À rapariga de Cimadas a ordem do Leandro soou-lhe como uma chicotada. Sentiu um arrepio e logo a seguir uma dor morna no estômago, um malestar lento e teimoso, e calculou que era o medo, a dor do medo. Percebeu também que tinha a mão do guarda pousada no ombro – solta, sem vontade. Não era a garra de um carrasco, nem tão-pouco um sinal encorajador; era, quando muito, o gesto quase simbólico do carcereiro que se prepara para desligar da presa.
Floripes retirou para longe de si a mão que se demorara sobre ela. Depois, descalça e compondo o cabelo, encaminhou-se para a porta.
– Vira-te para a parede – ouviu dizer no corredor; e notou que era um dos algemados dando uma ordem um ao outro. Passou por esses vultos, ambos espalmados e unidos na penumbra, e não lhe deram tempo para ver mais nada. Acabava de entrar no gabinete de Leandro.
Ali havia o sargento e havia um homem gordo de samarra e boina à espanhola que, mal ela chegou, não fez outra coisa senão mirá-la. Rodeou-a, mediu-a dos pés à cabeça, pela frente, pelas costas, como quem aprecia um animal de feira.

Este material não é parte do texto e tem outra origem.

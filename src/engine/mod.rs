/// Engine selector - decides where an operation chain should run
///
/// Each operation type carries a static complexity class. Simple and moderate work
/// stays in-process while the table is within the class thresholds; complex work
/// (pivot, join) always goes to the embedded analytical engine. The decision is
/// advisory: nothing is executed here.

use serde::{Deserialize, Serialize};
use crate::types::{Operation, OperationKind, Table};

/// Where a chain runs
#[derive(Debug, Clone, Copy, PartialEq, Eq, Serialize, Deserialize)]
#[serde(rename_all = "camelCase")]
pub enum ExecutionEngine {
    InProcess,
    EmbeddedAnalytical,
}

impl std::fmt::Display for ExecutionEngine {
    fn fmt(&self, f: &mut std::fmt::Formatter<'_>) -> std::fmt::Result {
        match self {
            Self::InProcess => write!(f, "in-process"),
            Self::EmbeddedAnalytical => write!(f, "embedded-analytical"),
        }
    }
}

/// Static cost class of an operation type
#[derive(Debug, Clone, Copy, PartialEq, Eq, PartialOrd, Ord, Serialize, Deserialize)]
#[serde(rename_all = "camelCase")]
pub enum Complexity {
    Simple,
    Moderate,
    Complex,
}

impl Complexity {
    #[must_use]
    pub const fn of(kind: &OperationKind) -> Self {
        match kind {
            OperationKind::Filter(_)
            | OperationKind::Dedup(_)
            | OperationKind::Sample(_)
            | OperationKind::Derive(_)
            | OperationKind::Output(_) => Self::Simple,
            OperationKind::Transform(_) | OperationKind::Reshape(_) => Self::Moderate,
            OperationKind::Pivot(_) | OperationKind::Join(_) => Self::Complex,
        }
    }

    /// Rough per-cell cost in microseconds, used only for the time hint.
    const fn micros_per_cell(self, engine: ExecutionEngine) -> f64 {
        match (self, engine) {
            (Self::Simple, ExecutionEngine::InProcess) => 0.5,
            (Self::Moderate, ExecutionEngine::InProcess) => 2.0,
            (Self::Complex, ExecutionEngine::InProcess) => 8.0,
            (Self::Simple, ExecutionEngine::EmbeddedAnalytical) => 0.2,
            (Self::Moderate, ExecutionEngine::EmbeddedAnalytical) => 0.5,
            (Self::Complex, ExecutionEngine::EmbeddedAnalytical) => 1.5,
        }
    }
}

impl std::fmt::Display for Complexity {
    fn fmt(&self, f: &mut std::fmt::Formatter<'_>) -> std::fmt::Result {
        match self {
            Self::Simple => write!(f, "simple"),
            Self::Moderate => write!(f, "moderate"),
            Self::Complex => write!(f, "complex"),
        }
    }
}

/// Runtime-tunable limits for staying in-process
#[derive(Debug, Clone, Copy, PartialEq, Serialize, Deserialize)]
#[serde(default)]
pub struct EngineThresholds {
    pub simple_max_rows: usize,
    pub simple_max_density: f64,
    pub moderate_max_rows: usize,
    pub moderate_max_density: f64,
}

impl Default for EngineThresholds {
    fn default() -> Self {
        Self {
            simple_max_rows: 200_000,
            simple_max_density: 1000.0,
            moderate_max_rows: 50_000,
            moderate_max_density: 1000.0,
        }
    }
}

/// Advisory dispatch decision
#[derive(Debug, Clone, PartialEq, Serialize, Deserialize)]
#[serde(rename_all = "camelCase")]
pub struct EngineDecision {
    pub engine: ExecutionEngine,
    pub reason: String,
    /// Rough wall-clock estimate; a UI hint, not a guarantee
    pub estimated_ms: u64,
    pub complexity: Complexity,
    pub row_count: usize,
    pub density: f64,
}

impl EngineDecision {
    /// Human-readable form of `estimated_ms`.
    #[must_use]
    pub fn estimated_time(&self) -> String {
        match self.estimated_ms {
            0..=999 => "< 1s".to_string(),
            ms @ 1000..=59_999 => format!("~{}s", ms.div_ceil(1000)),
            ms => format!("~{} min", ms.div_ceil(60_000)),
        }
    }

    #[must_use]
    pub fn is_escalated(&self) -> bool {
        self.engine == ExecutionEngine::EmbeddedAnalytical
    }
}

/// `rows x columns / 1000`
#[must_use]
pub fn density_score(row_count: usize, col_count: usize) -> f64 {
    (row_count as f64 * col_count as f64) / 1000.0
}

#[derive(Debug, Clone, Default)]
pub struct EngineSelector {
    thresholds: EngineThresholds,
}

impl EngineSelector {
    #[must_use]
    pub const fn new(thresholds: EngineThresholds) -> Self {
        Self { thresholds }
    }

    #[must_use]
    pub const fn thresholds(&self) -> &EngineThresholds {
        &self.thresholds
    }

    pub fn set_thresholds(&mut self, thresholds: EngineThresholds) {
        self.thresholds = thresholds;
    }

    /// Decision for a single operation.
    #[must_use]
    pub fn choose(&self, table: &Table, operation: &Operation) -> EngineDecision {
        let complexity = Complexity::of(&operation.kind);
        let (engine, why) = self.classify(table.row_count(), table.col_count(), complexity);
        let reason = format!("{} is {complexity}: {why}", operation.kind.type_name());
        Self::decision(table, engine, complexity, reason, &[complexity])
    }

    /// One decision for the whole chain; any escalating step escalates the chain.
    #[must_use]
    pub fn choose_for_chain(&self, table: &Table, operations: &[Operation]) -> EngineDecision {
        if operations.is_empty() {
            return Self::decision(
                table,
                ExecutionEngine::InProcess,
                Complexity::Simple,
                "empty chain".to_string(),
                &[],
            );
        }

        let classes: Vec<Complexity> = operations.iter().map(|op| Complexity::of(&op.kind)).collect();
        let complexity = classes.iter().copied().max().unwrap_or(Complexity::Simple);

        let escalating = operations.iter().find_map(|op| {
            let class = Complexity::of(&op.kind);
            let (engine, why) = self.classify(table.row_count(), table.col_count(), class);
            (engine == ExecutionEngine::EmbeddedAnalytical)
                .then(|| format!("step '{}' ({}) escalates: {why}", op.name, op.kind.type_name()))
        });

        match escalating {
            Some(reason) => Self::decision(table, ExecutionEngine::EmbeddedAnalytical, complexity, reason, &classes),
            None => Self::decision(
                table,
                ExecutionEngine::InProcess,
                complexity,
                format!("all {} steps fit in-process limits", operations.len()),
                &classes,
            ),
        }
    }

    fn classify(&self, rows: usize, cols: usize, complexity: Complexity) -> (ExecutionEngine, String) {
        let density = density_score(rows, cols);
        let (max_rows, max_density) = match complexity {
            Complexity::Complex => {
                return (ExecutionEngine::EmbeddedAnalytical, "complex operations always escalate".to_string());
            }
            Complexity::Simple => (self.thresholds.simple_max_rows, self.thresholds.simple_max_density),
            Complexity::Moderate => (self.thresholds.moderate_max_rows, self.thresholds.moderate_max_density),
        };

        if rows > max_rows {
            (ExecutionEngine::EmbeddedAnalytical, format!("{rows} rows exceed the {max_rows} row limit"))
        } else if density > max_density {
            (ExecutionEngine::EmbeddedAnalytical, format!("density {density:.1} exceeds {max_density:.1}"))
        } else {
            (ExecutionEngine::InProcess, format!("{rows} rows, density {density:.1} within limits"))
        }
    }

    fn decision(
        table: &Table,
        engine: ExecutionEngine,
        complexity: Complexity,
        reason: String,
        steps: &[Complexity],
    ) -> EngineDecision {
        let cells = (table.row_count() * table.col_count().max(1)) as f64;
        let micros: f64 = steps.iter().map(|c| c.micros_per_cell(engine) * cells).sum();
        EngineDecision {
            engine,
            reason,
            estimated_ms: (micros / 1000.0).ceil() as u64,
            complexity,
            row_count: table.row_count(),
            density: density_score(table.row_count(), table.col_count()),
        }
    }
}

– Ora, muito bem, mocinha. – O sargento alinhou meia dúzia de fotografias sobre o tampo da secretária. – Conheces algum destes fulanos? O gordo de boina à espanhola veio colocar-se junto de Leandro, estudando a rapariga, enquanto ela passava, um por um, os retratos. Deitado para trás na cadeira, o sargento desfrutava o espetáculo. No fim de tudo sorriu:
– Não conheces ninguém, não é assim?
– Não, senhor.
– Pois é. Tens fraca memória, coitadinha. Tens fraca memória, não tens? – O sargento virou-se para o gordo: – Come muito queijo, compreende o senhor? E é pena. Uma mocinha como ela até parece mal ser tão esquecida. Lá em casa não te dão ovos, menina?
José Cardoso Pires, "O hóspede de Job"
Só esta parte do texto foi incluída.